● **BRIEF**
A word-for-word printout of the listing below is needed.

[Start of section]

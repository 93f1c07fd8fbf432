//! Building blocks for Gardener provider extensions.
//!
//! A provider extension is a controller manager which runs a set of extension controllers
//! (infrastructure, control plane, worker, health checks) and an admission webhook server that
//! mutates control plane components of shoot clusters. This crate contains everything which does
//! not depend on a concrete provider:
//!
//! - [`cli`]: option sets, the option aggregator and controller/webhook switches
//! - [`registry`]: one-shot slots for the default options of controllers and webhooks
//! - [`manager`]: the runtime hosting controllers and the webhook server
//! - [`controller`]: the generic extension reconciler driving provider actuators
//! - [`webhook`]: webhook registration, the TLS server and the generic mutator
//! - [`crd`]: the external resource types extensions work with
//! - [`telemetry`]: console and file logging
pub mod cli;
pub mod client;
pub mod controller;
pub mod crd;
pub mod leader_election;
pub mod manager;
pub mod registry;
pub mod telemetry;
pub mod time;
pub mod webhook;

// External re-exports
pub use k8s_openapi;
pub use kube;

/// A type-erased error, used where provider code plugs into the framework.
pub type BoxError = Box<dyn std::error::Error + Send + Sync + 'static>;
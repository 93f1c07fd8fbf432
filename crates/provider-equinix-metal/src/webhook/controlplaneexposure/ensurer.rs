use std::sync::Arc;

use extension_framework::{
    client::ObjectReader,
    crd::druid::{ETCD_MAIN, Etcd},
    k8s_openapi::{
        api::{apps::v1::Deployment, core::v1::Service},
        apimachinery::pkg::api::resource::Quantity,
    },
    kube::ResourceExt,
    webhook::{
        EnsureError, Ensurer, MutationContext,
        mutator::{DependencyNotReadySnafu, GetObjectSnafu, InvalidObjectSnafu, KUBE_APISERVER},
        util::{container_with_name_mut, ensure_string_with_prefix},
    },
};
use snafu::{OptionExt, ResultExt};

use crate::config::EtcdStorage;

/// Label set on the kube-apiserver deployment when its exposure is handled by Gardener itself.
pub const APISERVER_EXPOSURE_LABEL: &str = "core.gardener.cloud/apiserver-exposure";
pub const APISERVER_EXPOSURE_MANAGED: &str = "gardener-managed";

const ADVERTISE_ADDRESS_FLAG: &str = "--advertise-address=";
const DEFAULT_ETCD_STORAGE_CAPACITY: &str = "10Gi";

/// Makes the kube-apiserver advertise the address of its load balancer and sizes etcd volumes.
pub struct ControlPlaneExposureEnsurer {
    services: Arc<dyn ObjectReader<Service>>,
    etcd_storage: Option<EtcdStorage>,
}

impl ControlPlaneExposureEnsurer {
    pub fn new(services: Arc<dyn ObjectReader<Service>>, etcd_storage: Option<EtcdStorage>) -> Self {
        Self {
            services,
            etcd_storage,
        }
    }

    /// Returns the IP of the last load balancer ingress of the kube-apiserver service.
    ///
    /// Hostnames are not considered, `--advertise-address` only accepts IPs.
    async fn load_balancer_ip(&self, ctx: &MutationContext, namespace: &str) -> Result<String, EnsureError> {
        let service = ctx
            .run(self.services.get_opt(namespace, KUBE_APISERVER))
            .await?
            .context(GetObjectSnafu {
                kind: "Service",
                namespace,
                name: KUBE_APISERVER,
            })?
            .context(DependencyNotReadySnafu {
                reason: format!("service {namespace}/{KUBE_APISERVER} does not exist yet"),
            })?;

        let ingress = service
            .status
            .and_then(|status| status.load_balancer)
            .and_then(|load_balancer| load_balancer.ingress)
            .unwrap_or_default();
        let last = ingress.last().context(DependencyNotReadySnafu {
            reason: "`.status.loadBalancer.ingress[]` has no elements yet, i.e. external load balancer has not been created",
        })?;

        last.ip
            .clone()
            .filter(|ip| !ip.is_empty())
            .context(DependencyNotReadySnafu {
                reason: "`.status.loadBalancer.ingress[-1]` has no IP address set yet",
            })
    }
}

#[async_trait::async_trait]
impl Ensurer for ControlPlaneExposureEnsurer {
    async fn ensure_kube_apiserver_deployment(
        &self,
        ctx: &MutationContext,
        new: &mut Deployment,
        _old: Option<&Deployment>,
    ) -> Result<(), EnsureError> {
        if new.labels().get(APISERVER_EXPOSURE_LABEL).map(String::as_str) == Some(APISERVER_EXPOSURE_MANAGED) {
            return Ok(());
        }

        let namespace = new.namespace();
        let Some(container) = new
            .spec
            .as_mut()
            .and_then(|spec| spec.template.spec.as_mut())
            .and_then(|pod| container_with_name_mut(&mut pod.containers, KUBE_APISERVER))
        else {
            return Ok(());
        };
        let namespace = namespace.context(InvalidObjectSnafu {
            reason: format!("deployment {KUBE_APISERVER} has no namespace"),
        })?;

        let ip = self.load_balancer_ip(ctx, &namespace).await?;
        tracing::debug!(%namespace, %ip, "setting advertise address of {KUBE_APISERVER}");
        ensure_string_with_prefix(
            container.command.get_or_insert_with(Vec::new),
            ADVERTISE_ADDRESS_FLAG,
            &ip,
        );
        Ok(())
    }

    async fn ensure_etcd(
        &self,
        _ctx: &MutationContext,
        new: &mut Etcd,
        _old: Option<&Etcd>,
    ) -> Result<(), EnsureError> {
        let mut capacity = Quantity(DEFAULT_ETCD_STORAGE_CAPACITY.to_owned());
        let mut class = String::new();

        if new.name_any() == ETCD_MAIN {
            if let Some(storage) = &self.etcd_storage {
                if let Some(configured) = &storage.capacity {
                    capacity = configured.clone();
                }
                if let Some(configured) = &storage.class_name {
                    class = configured.clone();
                }
            }
        }

        new.spec.storage_capacity = Some(capacity);
        new.spec.storage_class = Some(class);
        Ok(())
    }
}
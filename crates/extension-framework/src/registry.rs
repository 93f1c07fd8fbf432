//! One-shot slots for the default options of controllers and webhooks.
//!
//! Controllers and webhooks read their options when they are added to the
//! [`Manager`][crate::manager::Manager]. The bootstrap sequence writes each slot exactly once
//! before that happens. Afterwards the options are shared read-only with every reconciliation,
//! so no locking is needed beyond the initialization barrier of [`OnceLock`].
use std::sync::OnceLock;

use snafu::Snafu;

#[derive(Debug, PartialEq, Eq, Snafu)]
pub enum RegistryError {
    #[snafu(display("default options of {name:?} have already been initialized"))]
    AlreadyInitialized { name: &'static str },

    #[snafu(display(
        "default options of {name:?} were read before they have been initialized"
    ))]
    NotInitialized { name: &'static str },
}

/// A write-once slot holding the default options of the component called `name`.
#[derive(Debug)]
pub struct DefaultOptions<T> {
    name: &'static str,
    value: OnceLock<T>,
}

impl<T> DefaultOptions<T> {
    pub const fn new(name: &'static str) -> Self {
        Self {
            name,
            value: OnceLock::new(),
        }
    }

    pub fn name(&self) -> &'static str {
        self.name
    }

    /// Stores `value`. Fails if the slot was written before.
    pub fn initialize(&self, value: T) -> Result<(), RegistryError> {
        self.value
            .set(value)
            .map_err(|_| RegistryError::AlreadyInitialized { name: self.name })
    }

    /// Returns the stored options. Fails if they have not been written yet.
    pub fn get(&self) -> Result<&T, RegistryError> {
        self.value
            .get()
            .ok_or(RegistryError::NotInitialized { name: self.name })
    }

    pub fn is_initialized(&self) -> bool {
        self.value.get().is_some()
    }
}
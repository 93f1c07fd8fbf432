//! The admission webhooks of the provider.
pub mod controlplaneexposure;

[End of section]

● **EXERCISE ANSWER**
repository 93f1c07fd8fbf432
//! Building blocks for Gardener provider extensions.
//!
//! A provider extension is a controller manager which runs a set of extension controllers
//! (infrastructure, control plane, worker, health checks) and an admission webhook server that
//! mutates control plane components of shoot clusters. This crate contains everything which does
//! not depend on a concrete provider:
//!
//! - [`cli`]: option sets, the option aggregator and controller/webhook switches
//! - [`registry`]: one-shot slots for the default options of controllers and webhooks
//! - [`manager`]: the runtime hosting controllers and the webhook server
//! - [`controller`]: the generic extension reconciler driving provider actuators
//! - [`webhook`]: webhook registration, the TLS server and the generic mutator
//! - [`crd`]: the external resource types extensions work with
//! - [`telemetry`]: console and file logging
pub mod cli;
pub mod client;
pub mod controller;
pub mod crd;
pub mod leader_election;
pub mod manager;
pub mod registry;
pub mod telemetry;
pub mod time;
pub mod webhook;

// External re-exports
pub use k8s_openapi;
pub use kube;

/// A type-erased error, used where provider code plugs into the framework.
pub type BoxError = Box<dyn std::error::Error + Send + Sync + 'static>;
repository 93f1c07fd8fbf432
filename crates/provider-equinix-metal/src/webhook/controlplaneexposure/ensurer.rs
use std::sync::Arc;

use extension_framework::{
    client::ObjectReader,
    crd::druid::{ETCD_MAIN, Etcd},
    k8s_openapi::{
        api::{apps::v1::Deployment, core::v1::Service},
        apimachinery::pkg::api::resource::Quantity,
    },
    kube::ResourceExt,
    webhook::{
        EnsureError, Ensurer, MutationContext,
        mutator::{DependencyNotReadySnafu, GetObjectSnafu, InvalidObjectSnafu, KUBE_APISERVER},
        util::{container_with_name_mut, ensure_string_with_prefix},
    },
};
use snafu::{OptionExt, ResultExt};

use crate::config::EtcdStorage;

/// Label set on the kube-apiserver deployment when its exposure is handled by Gardener itself.
pub const APISERVER_EXPOSURE_LABEL: &str = "core.gardener.cloud/apiserver-exposure";
pub const APISERVER_EXPOSURE_MANAGED: &str = "gardener-managed";

const ADVERTISE_ADDRESS_FLAG: &str = "--advertise-address=";
const DEFAULT_ETCD_STORAGE_CAPACITY: &str = "10Gi";

/// Makes the kube-apiserver advertise the address of its load balancer and sizes etcd volumes.
pub struct ControlPlaneExposureEnsurer {
    services: Arc<dyn ObjectReader<Service>>,
    etcd_storage: Option<EtcdStorage>,
}

impl ControlPlaneExposureEnsurer {
    pub fn new(services: Arc<dyn ObjectReader<Service>>, etcd_storage: Option<EtcdStorage>) -> Self {
        Self {
            services,
            etcd_storage,
        }
    }

    /// Returns the IP of the last load balancer ingress of the kube-apiserver service.
    ///
    /// Hostnames are not considered, `--advertise-address` only accepts IPs.
    async fn load_balancer_ip(&self, ctx: &MutationContext, namespace: &str) -> Result<String, EnsureError> {
        let service = ctx
            .run(self.services.get_opt(namespace, KUBE_APISERVER))
            .await?
            .context(GetObjectSnafu {
                kind: "Service",
                namespace,
                name: KUBE_APISERVER,
            })?
            .context(DependencyNotReadySnafu {
                reason: format!("service {namespace}/{KUBE_APISERVER} does not exist yet"),
            })?;

        let ingress = service
            .status
            .and_then(|status| status.load_balancer)
            .and_then(|load_balancer| load_balancer.ingress)
            .unwrap_or_default();
        let last = ingress.last().context(DependencyNotReadySnafu {
            reason: "`.status.loadBalancer.ingress[]` has no elements yet, i.e. external load balancer has not been created",
        })?;

        last.ip
            .clone()
            .filter(|ip| !ip.is_empty())
            .context(DependencyNotReadySnafu {
                reason: "`.status.loadBalancer.ingress[-1]` has no IP address set yet",
            })
    }
}

#[async_trait::async_trait]
impl Ensurer for ControlPlaneExposureEnsurer {
    async fn ensure_kube_apiserver_deployment(
        &self,
        ctx: &MutationContext,
        new: &mut Deployment,
        _old: Option<&Deployment>,
    ) -> Result<(), EnsureError> {
        if new.labels().get(APISERVER_EXPOSURE_LABEL).map(String::as_str) == Some(APISERVER_EXPOSURE_MANAGED) {
            return Ok(());
        }

        let namespace = new.namespace();
        let Some(container) = new
            .spec
            .as_mut()
            .and_then(|spec| spec.template.spec.as_mut())
            .and_then(|pod| container_with_name_mut(&mut pod.containers, KUBE_APISERVER))
        else {
            return Ok(());
        };
        let namespace = namespace.context(InvalidObjectSnafu {
            reason: format!("deployment {KUBE_APISERVER} has no namespace"),
        })?;

        let ip = self.load_balancer_ip(ctx, &namespace).await?;
        tracing::debug!(%namespace, %ip, "setting advertise address of {KUBE_APISERVER}");
        ensure_string_with_prefix(
            container.command.get_or_insert_with(Vec::new),
            ADVERTISE_ADDRESS_FLAG,
            &ip,
        );
        Ok(())
    }

    async fn ensure_etcd(
        &self,
        _ctx: &MutationContext,
        new: &mut Etcd,
        _old: Option<&Etcd>,
    ) -> Result<(), EnsureError> {
        let mut capacity = Quantity(DEFAULT_ETCD_STORAGE_CAPACITY.to_owned());
        let mut class = String::new();

        if new.name_any() == ETCD_MAIN {
            if let Some(storage) = &self.etcd_storage {
                if let Some(configured) = &storage.capacity {
                    capacity = configured.clone();
                }
                if let Some(configured) = &storage.class_name {
                    class = configured.clone();
                }
            }
        }

        new.spec.storage_capacity = Some(capacity);
        new.spec.storage_class = Some(class);
        Ok(())
    }
}
filename crates/extension-framework/src/registry.rs
repository 93f1c07fd8fbf432
//! One-shot slots for the default options of controllers and webhooks.
//!
//! Controllers and webhooks read their options when they are added to the
//! [`Manager`][crate::manager::Manager]. The bootstrap sequence writes each slot exactly once
//! before that happens. Afterwards the options are shared read-only with every reconciliation,
//! so no locking is needed beyond the initialization barrier of [`OnceLock`].
use std::sync::OnceLock;

use snafu::Snafu;

#[derive(Debug, PartialEq, Eq, Snafu)]
pub enum RegistryError {
    #[snafu(display("default options of {name:?} have already been initialized"))]
    AlreadyInitialized { name: &'static str },

    #[snafu(display(
        "default options of {name:?} were read before they have been initialized"
    ))]
    NotInitialized { name: &'static str },
}

/// A write-once slot holding the default options of the component called `name`.
#[derive(Debug)]
pub struct DefaultOptions<T> {
    name: &'static str,
    value: OnceLock<T>,
}

impl<T> DefaultOptions<T> {
    pub const fn new(name: &'static str) -> Self {
        Self {
            name,
            value: OnceLock::new(),
        }
    }

    pub fn name(&self) -> &'static str {
        self.name
    }

    /// Stores `value`. Fails if the slot was written before.
    pub fn initialize(&self, value: T) -> Result<(), RegistryError> {
        self.value
            .set(value)
            .map_err(|_| RegistryError::AlreadyInitialized { name: self.name })
    }

    /// Returns the stored options. Fails if they have not been written yet.
    pub fn get(&self) -> Result<&T, RegistryError> {
        self.value
            .get()
            .ok_or(RegistryError::NotInitialized { name: self.name })
    }

    pub fn is_initialized(&self) -> bool {
        self.value.get().is_some()
    }
}
repository 93f1c07fd8fbf432
//! The admission webhooks of the provider.
pub mod controlplaneexposure;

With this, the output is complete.